В нем не было прежней самоуверенности, спокойной силы, делавшей его начальником, к которому прислушиваются. Он поглядел на Люси, потом снова на Шарко, переминаясь с ноги на ногу, чтобы не замерзнуть окончательно.
— Ты-то как?
— Да ничего… Эти морозы начинают действовать мне на нервы. Можно подумать, мы в Гренландии.

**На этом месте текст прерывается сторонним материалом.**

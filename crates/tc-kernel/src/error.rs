use thiserror::Error;

use tc_memory::MemoryError;

#[derive(Error, Debug, Clone, PartialEq, Eq)]
pub enum KernelError {
    #[error("tile size must be greater than zero")]
    ZeroTileSize,
    #[error("inner dimension {inner} is not divisible by tile size {tile}")]
    InnerNotDivisible { inner: usize, tile: usize },
    #[error("result columns {cols} are not divisible by tile size {tile}")]
    ColsNotDivisible { cols: usize, tile: usize },
    #[error("matmul dimension mismatch: [{m}x{k}] @ [{k2}x{n}]")]
    MatmulMismatch {
        m: usize,
        k: usize,
        k2: usize,
        n: usize,
    },
    #[error("result buffer has shape {got:?}, expected {expected:?}")]
    ResultShape {
        expected: (usize, usize),
        got: (usize, usize),
    },
    #[error("work-group barrier poisoned by a failed work-item")]
    BarrierPoisoned,
    #[error("work-item panicked on compute unit {unit}, lane {lane}: {message}")]
    WorkItemPanicked {
        unit: usize,
        lane: usize,
        message: String,
    },
    #[error("failed to spawn lane thread: {0}")]
    LaneSpawn(String),
    #[error("memory error: {0}")]
    Memory(#[from] MemoryError),
}

impl KernelError {
    /// Whether the error was detected from the launch configuration alone,
    /// before any work-item ran.
    pub fn is_configuration(&self) -> bool {
        matches!(
            self,
            KernelError::ZeroTileSize
                | KernelError::InnerNotDivisible { .. }
                | KernelError::ColsNotDivisible { .. }
                | KernelError::MatmulMismatch { .. }
                | KernelError::ResultShape { .. }
        )
    }
}

pub type Result<T> = std::result::Result<T, KernelError>;
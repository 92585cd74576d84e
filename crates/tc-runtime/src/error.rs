use thiserror::Error;

use tc_kernel::KernelError;
use tc_memory::MemoryError;

/// Errors surfaced by the device runtime and dispatcher. None are retried.
#[derive(Error, Debug, Clone, PartialEq)]
pub enum RuntimeError {
    /// Rejected before submission: tile size, operand shapes, config values.
    #[error("configuration error: {0}")]
    Configuration(String),
    /// A scratch, global or work-group size limit of the device was exceeded.
    #[error("capacity error: {0}")]
    Capacity(String),
    /// The dispatch failed while running; no partial result is returned.
    #[error("dispatch failure: {0}")]
    DispatchFailure(String),
    #[error("memory error: {0}")]
    Memory(MemoryError),
}

impl From<MemoryError> for RuntimeError {
    fn from(err: MemoryError) -> Self {
        match err {
            MemoryError::Capacity { .. } => RuntimeError::Capacity(err.to_string()),
            other => RuntimeError::Memory(other),
        }
    }
}

impl From<KernelError> for RuntimeError {
    fn from(err: KernelError) -> Self {
        match err {
            KernelError::Memory(inner) => inner.into(),
            err if err.is_configuration() => RuntimeError::Configuration(err.to_string()),
            err => RuntimeError::DispatchFailure(err.to_string()),
        }
    }
}

pub type Result<T> = std::result::Result<T, RuntimeError>;

#[cfg(test)]
mod tests {
    use super::*;
    use tc_memory::MemoryTier;

    #[test]
    fn test_kernel_error_mapping() {
        let err: RuntimeError = KernelError::InnerNotDivisible { inner: 100, tile: 16 }.into();
        assert!(matches!(err, RuntimeError::Configuration(_)));

        let err: RuntimeError = KernelError::BarrierPoisoned.into();
        assert!(matches!(err, RuntimeError::DispatchFailure(_)));

        let err: RuntimeError = KernelError::Memory(MemoryError::Capacity {
            tier: MemoryTier::DeviceScratch,
            requested: 2,
            available: 1,
        })
        .into();
        assert!(matches!(err, RuntimeError::Capacity(_)));
    }

    #[test]
    fn test_memory_error_mapping() {
        let err: RuntimeError = MemoryError::NotHostVisible {
            tier: MemoryTier::DeviceScratch,
        }
        .into();
        assert_eq!(
            err.to_string(),
            "memory error: device-scratch memory is not visible to the host"
        );
    }
}
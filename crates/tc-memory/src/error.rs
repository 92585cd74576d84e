use thiserror::Error;

use crate::tier::MemoryTier;

#[derive(Error, Debug, Clone, PartialEq, Eq)]
pub enum MemoryError {
    #[error("{tier} allocation of {requested} bytes exceeds capacity of {available} bytes")]
    Capacity {
        tier: MemoryTier,
        requested: usize,
        available: usize,
    },
    #[error("{tier} memory is not visible to the host")]
    NotHostVisible { tier: MemoryTier },
    #[error("shape mismatch: expected {expected:?}, got {got:?}")]
    ShapeMismatch {
        expected: (usize, usize),
        got: (usize, usize),
    },
    #[error("data length {len} does not match shape {rows}x{cols}")]
    LengthMismatch { len: usize, rows: usize, cols: usize },
}

pub type Result<T> = std::result::Result<T, MemoryError>;
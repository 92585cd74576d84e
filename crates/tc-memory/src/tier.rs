use std::fmt;

/// Memory tier a buffer is resident in.
#[derive(Debug, Clone, Copy, PartialEq, Eq, Hash)]
pub enum MemoryTier {
    /// Host-allocated memory the device can also read and write.
    Host,
    /// Device-global memory shared between host and device.
    DeviceGlobal,
    /// Fast work-group local memory, alive only for one dispatch.
    DeviceScratch,
}

impl MemoryTier {
    /// Whether host code may copy data in or out of this tier.
    pub fn is_host_visible(&self) -> bool {
        !matches!(self, MemoryTier::DeviceScratch)
    }
}

impl fmt::Display for MemoryTier {
    fn fmt(&self, f: &mut fmt::Formatter<'_>) -> fmt::Result {
        match self {
            MemoryTier::Host => write!(f, "host"),
            MemoryTier::DeviceGlobal => write!(f, "device-global"),
            MemoryTier::DeviceScratch => write!(f, "device-scratch"),
        }
    }
}
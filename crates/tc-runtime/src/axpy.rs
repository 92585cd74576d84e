//! Scalar `z = alpha * x + y` over host-resident inputs.
//!
//! No work-groups, scratch or barriers: each index is independent, so the
//! device's `parallel_for` is enough. The output lives in device-global
//! memory, which the host can read back directly.

use tc_memory::{Element, MemoryError, MemoryTier, MemoryTierBuffer};

use crate::device::DeviceRuntime;
use crate::error::Result;

/// Compute `z[i] = x[i] * alpha + y[i]` for every element.
///
/// # Errors
/// - `Memory(NotHostVisible)` if either input lives in scratch memory.
/// - `Memory(ShapeMismatch)` if `x` and `y` differ in shape.
/// - `Capacity` if the output does not fit in device-global memory.
pub fn axpy<D, T>(
    device: &D,
    alpha: T,
    x: &MemoryTierBuffer<T>,
    y: &MemoryTierBuffer<T>,
) -> Result<MemoryTierBuffer<T>>
where
    D: DeviceRuntime,
    T: Element,
{
    for input in [x, y] {
        if !input.tier().is_host_visible() {
            return Err(MemoryError::NotHostVisible { tier: input.tier() }.into());
        }
    }
    if x.shape() != y.shape() {
        return Err(MemoryError::ShapeMismatch {
            expected: x.shape().dims(),
            got: y.shape().dims(),
        }
        .into());
    }

    let z = device.allocate::<T>(MemoryTier::DeviceGlobal, x.shape())?;
    device.parallel_for(z.len(), |i| {
        z.write_flat(i, x.read_flat(i) * alpha + y.read_flat(i));
    })?;
    log::debug!("axpy over {} elements done", z.len());
    Ok(z)
}

#[cfg(test)]
mod tests {
    use super::*;
    use crate::config::DeviceConfig;
    use crate::cpu::CpuDevice;
    use crate::error::RuntimeError;
    use approx::assert_abs_diff_eq;
    use tc_memory::{Matrix, Shape};

    fn host_vector(values: impl Iterator<Item = f64>) -> MemoryTierBuffer<f64> {
        let data: Vec<f64> = values.collect();
        let matrix = Matrix::from_vec(1, data.len(), data).unwrap();
        MemoryTierBuffer::from_matrix(MemoryTier::Host, &matrix).unwrap()
    }

    #[test]
    fn test_axpy_ramp_sums_to_constant() {
        let device = CpuDevice::new(DeviceConfig::default().with_compute_units(4));
        let sz = 1024;
        let x = host_vector((0..sz).map(|i| i as f64));
        let y = host_vector((0..sz).map(|i| (sz - 1 - i) as f64));
        let z = axpy(&device, 1.0, &x, &y).unwrap();
        assert_eq!(z.tier(), MemoryTier::DeviceGlobal);
        for v in z.to_matrix().unwrap().as_slice() {
            assert_abs_diff_eq!(*v, (sz - 1) as f64, epsilon = 1e-13);
        }
    }

    #[test]
    fn test_axpy_scales_x() {
        let device = CpuDevice::default();
        let x = host_vector([1.0, 2.0, 3.0].into_iter());
        let y = host_vector([0.5, 0.5, 0.5].into_iter());
        let z = axpy(&device, -2.0, &x, &y).unwrap();
        assert_eq!(z.to_matrix().unwrap().into_vec(), vec![-1.5, -3.5, -5.5]);
    }

    #[test]
    fn test_axpy_rejects_mismatched_lengths() {
        let device = CpuDevice::default();
        let x = host_vector((0..4).map(f64::from));
        let y = host_vector((0..5).map(f64::from));
        let err = axpy(&device, 1.0, &x, &y).unwrap_err();
        assert!(matches!(
            err,
            RuntimeError::Memory(MemoryError::ShapeMismatch { .. })
        ));
    }

    #[test]
    fn test_axpy_rejects_scratch_inputs() {
        let device = CpuDevice::default();
        let x = MemoryTierBuffer::<f64>::new(MemoryTier::DeviceScratch, Shape::vector(4));
        let y = host_vector((0..4).map(f64::from));
        let err = axpy(&device, 1.0, &x, &y).unwrap_err();
        assert!(matches!(
            err,
            RuntimeError::Memory(MemoryError::NotHostVisible {
                tier: MemoryTier::DeviceScratch
            })
        ));
    }
}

Люси сделала шаг в сторону, не сводя глаз с группы людей у толстого ствола:
— Он там?
Белланже долю секунды поколебался: надо ли отвечать. Спросил взглядом комиссара, тот медленно опустил ресницы, значит считает, что надо.
— Там, в чехле. Жандармы через десять минут уезжают, отвезут тело в Институт судебной медицины. Сами этим займутся, так что нам хоть аутопсию не придется брать на себя.
Люси вздрогнула, подняла воротник куртки до носа, скрестила руки на груди и тихонько двинулась вперед. Ветки деревьев трещали от мороза. Люси озиралась, ей чудилось, что вокруг мечутся призраки, что призраки перебегают от дерева к дереву… но это были всего лишь вытянутые в длину тени жандармов. Силясь избавиться от призраков, она сжимала кулаки, но с каждым шагом в ее голове все отчетливее звучали голоса девочек… Хмурые мужчины расступились, пропустили ее к носилкам. Там лежал небольшой черный мешок. Молния на мешке очень ярко блестела в лучах фонарей.
«Неизвестно, Клара это или ее сестра-близняшка. Тело почти сожгли, только ноги остались нетронутыми… босые ножки, — должно быть, пламя до них не добралось… — может быть, они были под камнем или чем-то вроде…»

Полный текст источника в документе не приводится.